Óscar Dominguez


Andaba en busca del tal personaje para despedir el año hasta que encontré dos donde menos los esperaba. Son de esos colombianos valiosos, anónimos, no aparecen ni en el pasa del diario, siempre ven el vaso lleno.
Como los pájaros que cantan y no se sientan a esperar los aplausos del respetable, mi par de ilustres desconocidos hacen bien su trabajo; se juegan los restos en cada jornada y regresan a casita a acariciarle el pescuezo a su “dulce enemiga”, juegan con el niño y reciben el pliego de peticiones que les presenta su perro meneando la cola.
No los espera la ley para reducirles la libertad a su mínima expresión por haber pateado los códigos. Tienen y les sobra con su ardua y sencilla cotidianidad.
Había pensado en declarar personaje del año a los corruptos. Por lo regular son gente educada, nunca han tenido el almuerzo embolatado, pero les da jartera vivir con lo mucho que tienen.
Para lograr sus propósitos aprovechan el papayazo de cualquier puesto o contrato, algún “odebrechtazo” y … “a” por el billete. Todos los días aparecen nuevos corruptos. El de hoy opaca al de ayer.

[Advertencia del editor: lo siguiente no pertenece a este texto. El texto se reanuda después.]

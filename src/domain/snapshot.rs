//! Owned, serializable copies of element subtrees.
//!
//! A snapshot is a flat pre-order list of records, each carrying its depth
//! below the snapshot root. Nesting never appears in the serialized form, so
//! tree depth is not bounded by the deserializer's recursion limit.

use serde::{Deserialize, Serialize};
use tracing::instrument;

use crate::domain::arena::{NodeId, NodeRef, XmlArena};
use crate::domain::entities::{Attribute, ElementSpec, Value};
use crate::domain::error::{DomainError, DomainResult};

/// One element of a snapshot. `depth` is 0 for the snapshot root.
#[derive(Debug, Clone, PartialEq, Serialize, Deserialize)]
pub struct SnapshotRecord {
    pub depth: usize,
    pub tag: String,
    #[serde(default, skip_serializing_if = "Option::is_none")]
    pub attribute: Option<Attribute>,
    #[serde(default, skip_serializing_if = "Option::is_none")]
    pub value: Option<Value>,
}

impl SnapshotRecord {
    fn spec(&self) -> ElementSpec {
        ElementSpec {
            tag: self.tag.clone(),
            attribute: self.attribute.clone(),
            value: self.value.clone(),
        }
    }
}

/// A subtree detached from any arena, suitable for persisting between runs.
#[derive(Debug, Clone, PartialEq, Default, Serialize, Deserialize)]
pub struct ElementSnapshot {
    pub elements: Vec<SnapshotRecord>,
}

impl ElementSnapshot {
    /// Number of elements in the snapshot, root included.
    pub fn size(&self) -> usize {
        self.elements.len()
    }

    /// Checks the record sequence describes exactly one tree: the first record
    /// is the only one at depth 0 and no record is more than one level below
    /// its predecessor.
    pub fn validate(&self) -> DomainResult<()> {
        let mut records = self.elements.iter().enumerate();
        match records.next() {
            Some((_, first)) if first.depth == 0 => {}
            Some(_) => return Err(DomainError::invalid("snapshot root must have depth 0")),
            None => return Err(DomainError::invalid("snapshot has no elements")),
        }
        let mut previous = 0;
        for (position, record) in records {
            if record.depth == 0 || record.depth > previous + 1 {
                return Err(DomainError::invalid(format!(
                    "snapshot record {} has depth {} after depth {}",
                    position, record.depth, previous
                )));
            }
            previous = record.depth;
        }
        Ok(())
    }
}

/// Values JSON cannot represent. serde_json writes them as `null`, which
/// would read back as "no value".
fn check_storable(node: NodeRef<'_>) -> DomainResult<()> {
    match node.value() {
        Some(Value::Float(x)) if !x.is_finite() => Err(DomainError::invalid(format!(
            "cannot snapshot non-finite value {} of <{}> at path {}",
            x,
            node.tag(),
            node.path()
        ))),
        _ => Ok(()),
    }
}

impl XmlArena {
    /// Flattens the subtree at `id` into pre-order records.
    ///
    /// Fails with `InvalidOperation` if any element holds a NaN or infinite
    /// float.
    #[instrument(level = "debug", skip(self))]
    pub fn snapshot(&self, id: NodeId) -> DomainResult<ElementSnapshot> {
        let start = self.node(id)?;
        let mut elements = Vec::new();
        let mut stack = vec![(start, 0usize)];

        while let Some((node, depth)) = stack.pop() {
            check_storable(node)?;
            elements.push(SnapshotRecord {
                depth,
                tag: node.tag().to_string(),
                attribute: node.attribute().cloned(),
                value: node.value().cloned(),
            });
            stack.extend(node.children().rev().map(|c| (c, depth + 1)));
        }
        Ok(ElementSnapshot { elements })
    }

    /// Rebuilds `snapshot` as a new tree and returns its root.
    ///
    /// The record sequence is validated before any element is created.
    #[instrument(level = "debug", skip_all, fields(elements = snapshot.size()))]
    pub fn restore(&mut self, snapshot: &ElementSnapshot) -> DomainResult<NodeId> {
        snapshot.validate()?;
        let (first, rest) = snapshot
            .elements
            .split_first()
            .ok_or_else(|| DomainError::invalid("snapshot has no elements"))?;

        let root = self.new_node(first.spec(), true);
        // open ancestors of the next record, indexed by depth
        let mut open = vec![root];
        for record in rest {
            open.truncate(record.depth);
            let parent = *open
                .last()
                .ok_or_else(|| DomainError::invalid("snapshot record without parent"))?;
            open.push(self.make_child(parent, record.spec())?);
        }
        Ok(root)
    }
}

La receta para trepar es tan fácil que el ejemplo cunde. Aprovechando el cuarto de hora roban lo suficiente para pagar el abogado que les ayudará a adelgazar la pena y a coronar la casa por cárcel. Una legislación blandengue está de su lado.
Estos especímenes que miran para atrás en los juzgados a ver quién los acompaña en la caída, tienen caletas desperdigadas en paraísos fiscales como Pulgarcito dejaba caer migajas de pan para agilizar el regreso a casa, sapean hasta al gato para obtener rebajas tan pingües como la fortuna mal habida, piden perdón con voz desgarradora de actores consumados. De regreso a la civil los espera la gran vida.
Estos personajetes están fuera de concurso. Corrupto clasifica como voz del año al lado de otras como noticias falsas, turismofobia, bitcóin, trans, uberización.
Pero me quedo con mis sencillos personajes. El primero es un despachador de buses en la estación del metro de Envigado. Su alegría para hacer su oficio podría compararse con la que debió experimentar Benjamín Franklin cuando estrenó con éxito su pararrayos de pedal.
Con una sonrisa que va desde la estación Envigado hasta el parque principal, nuestro sonriente hombre les informa a los viajeros qué bus hay que coger para llegar a su destino. Solo les falta invitar a almorzar a su clientela.
El otro es un taxista residente en Bello. En promedio se pasa 16 horas camellando. Cero quejumbres. Agradece que tiene un trabajo en qué gastarse su juventud, el pasajero que desaparecerá en minutos de su espejo retrovisor es un amigo más, lo reta la cuota diaria que tiene que darle al patrón. Este par de amigos fugaces me arreglaron el fin del año.